Previously, to alleviate unemployment, Jiang Ye had invested heavily in establishing Desert Reclamation Corps, recruiting large numbers of people and sending them to deserts and Gobi regions to improve soil and plant trees.

Birong Star had a Desert Reclamation Corps of up to three million people, scattered across various wild locations globally.

After years of effort, with hundreds of thousands of people enduring wind and sand, they had successfully transformed 1.8 million square kilometers of desert into grasslands and forests.

During the process of desert transformation, the prototypes of cities had also emerged in various places.

What Jiang Ye needed to do was to inspect the suitability of these nascent city locations, then allocate additional investment to construct the necessary urban infrastructure. Following that, various entrepreneurs would be invited to establish themselves, allowing the cities to be nurtured by market forces and begin to grow independently.

Although a large number of experts submitted various data analyses and reports to Jiang Ye, detailing the situations of the new desert cities, Jiang Ye still chose to visit the places himself.

For several consecutive months, traveling around became Jiang Ye's daily routine.

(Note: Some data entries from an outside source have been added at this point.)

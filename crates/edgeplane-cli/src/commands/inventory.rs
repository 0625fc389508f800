//! Hardware, Node, Region and Edgesite administration.

use std::collections::BTreeSet;
use std::path::Path;

use anyhow::Context;
use edgeplane_control::{EdgesiteUpdate, NewEdgesite, NewHardware, NewNode, NewRegion};
use uuid::Uuid;

use super::{App, print_json, print_rows, read_document};

pub fn add_hardware(app: &App, name: &str, description: &str, file: Option<&Path>) -> anyhow::Result<()> {
    let hardware = app.inventory.add_hardware(NewHardware {
        uuid: None,
        name: name.to_string(),
        description: description.to_string(),
        yaml: read_document(file)?,
    })?;
    println!("✓ Hardware {} created", hardware.uuid);
    Ok(())
}

pub fn list_hardware(app: &App) -> anyhow::Result<()> {
    let all = app.store.list_hardware()?;
    print_rows(all.iter().map(|h| (h.uuid, h.name.as_str())));
    Ok(())
}

pub fn show_hardware(app: &App, uuid: Uuid) -> anyhow::Result<()> {
    let hardware = app
        .store
        .get_hardware(&uuid)?
        .with_context(|| format!("no hardware {uuid}"))?;
    print_json(&hardware)
}

pub fn add_node(
    app: &App,
    name: &str,
    description: &str,
    hardware: Uuid,
    file: Option<&Path>,
) -> anyhow::Result<()> {
    let node = app.inventory.add_node(NewNode {
        uuid: None,
        name: name.to_string(),
        description: description.to_string(),
        hardware,
        yaml: read_document(file)?,
    })?;
    println!("✓ Node {} created", node.uuid);
    Ok(())
}

pub fn list_nodes(app: &App) -> anyhow::Result<()> {
    let all = app.store.list_nodes()?;
    print_rows(all.iter().map(|n| (n.uuid, n.name.as_str())));
    Ok(())
}

pub fn show_node(app: &App, uuid: Uuid) -> anyhow::Result<()> {
    let node = app
        .store
        .get_node(&uuid)?
        .with_context(|| format!("no node {uuid}"))?;
    print_json(&node)
}

pub fn add_region(app: &App, name: &str, description: &str, parent: Option<Uuid>) -> anyhow::Result<()> {
    let region = app.inventory.add_region(NewRegion {
        uuid: None,
        name: name.to_string(),
        description: description.to_string(),
        parent,
    })?;
    println!("✓ Region {} created", region.uuid);
    Ok(())
}

pub fn list_regions(app: &App) -> anyhow::Result<()> {
    let all = app.store.list_regions()?;
    print_rows(all.iter().map(|r| (r.uuid, r.name.as_str())));
    Ok(())
}

pub fn show_region(app: &App, uuid: Uuid) -> anyhow::Result<()> {
    let region = app
        .store
        .get_region(&uuid)?
        .with_context(|| format!("no region {uuid}"))?;
    print_json(&region)
}

pub async fn add_edgesite(
    app: &App,
    name: &str,
    description: &str,
    nodes: Vec<Uuid>,
    regions: Vec<Uuid>,
) -> anyhow::Result<()> {
    let site = app
        .inventory
        .add_edgesite(NewEdgesite {
            uuid: None,
            name: name.to_string(),
            description: description.to_string(),
            nodes: nodes.into_iter().collect(),
            regions: regions.into_iter().collect(),
        })
        .await?;
    println!("✓ Edgesite {} created", site.uuid);
    Ok(())
}

pub async fn update_edgesite(
    app: &App,
    uuid: Uuid,
    name: Option<String>,
    description: Option<String>,
    nodes: Vec<Uuid>,
    regions: Vec<Uuid>,
) -> anyhow::Result<()> {
    let as_set = |list: Vec<Uuid>| (!list.is_empty()).then(|| list.into_iter().collect::<BTreeSet<_>>());
    let site = app
        .inventory
        .update_edgesite(
            uuid,
            EdgesiteUpdate {
                name,
                description,
                nodes: as_set(nodes),
                regions: as_set(regions),
            },
        )
        .await?;
    println!("✓ Edgesite {} updated", site.uuid);
    Ok(())
}

pub fn list_edgesites(app: &App) -> anyhow::Result<()> {
    let all = app.store.list_edgesites()?;
    print_rows(all.iter().map(|e| (e.uuid, e.name.as_str())));
    Ok(())
}

pub fn show_edgesite(app: &App, uuid: Uuid) -> anyhow::Result<()> {
    let site = app
        .store
        .get_edgesite(&uuid)?
        .with_context(|| format!("no edgesite {uuid}"))?;
    print_json(&site)
}
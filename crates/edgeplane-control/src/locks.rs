//! Identity-scoped exclusion.
//!
//! Two callers that load the same POD (or Edgesite) by UUID contend on the
//! same mutex, however many record copies are in flight. Entries are held
//! weakly and dropped once no guard or waiter references them.

use std::collections::HashMap;
use std::sync::{Arc, Mutex, PoisonError, Weak};

use tokio::sync::{Mutex as AsyncMutex, OwnedMutexGuard};
use uuid::Uuid;

#[derive(Clone, Default)]
pub struct LockRegistry {
    locks: Arc<Mutex<HashMap<Uuid, Weak<AsyncMutex<()>>>>>,
}

impl LockRegistry {
    pub fn new() -> Self {
        Self::default()
    }

    /// Wait for exclusive access to `id`. Released when the guard drops.
    pub async fn lock(&self, id: Uuid) -> OwnedMutexGuard<()> {
        let mutex = {
            let mut locks = self.locks.lock().unwrap_or_else(PoisonError::into_inner);
            locks.retain(|_, weak| weak.strong_count() > 0);
            match locks.get(&id).and_then(Weak::upgrade) {
                Some(existing) => existing,
                None => {
                    let fresh = Arc::new(AsyncMutex::new(()));
                    locks.insert(id, Arc::downgrade(&fresh));
                    fresh
                }
            }
        };
        mutex.lock_owned().await
    }

    /// Number of identities currently locked or awaited.
    pub fn active(&self) -> usize {
        let locks = self.locks.lock().unwrap_or_else(PoisonError::into_inner);
        locks.values().filter(|weak| weak.strong_count() > 0).count()
    }
}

In the vicinity of many new desert cities, although they had been transformed into grasslands, the wind and sand were still quite strong.

Sometimes, halfway through Jiang Ye's inspection, rolling yellow sand would sweep up from the streets.

Each time he returned home and lay in the bathtub, a thin layer of sand would be found in the tub at the end. His clothes were the same; the washing machine often spoke, "Master, there's so much sand in your clothes."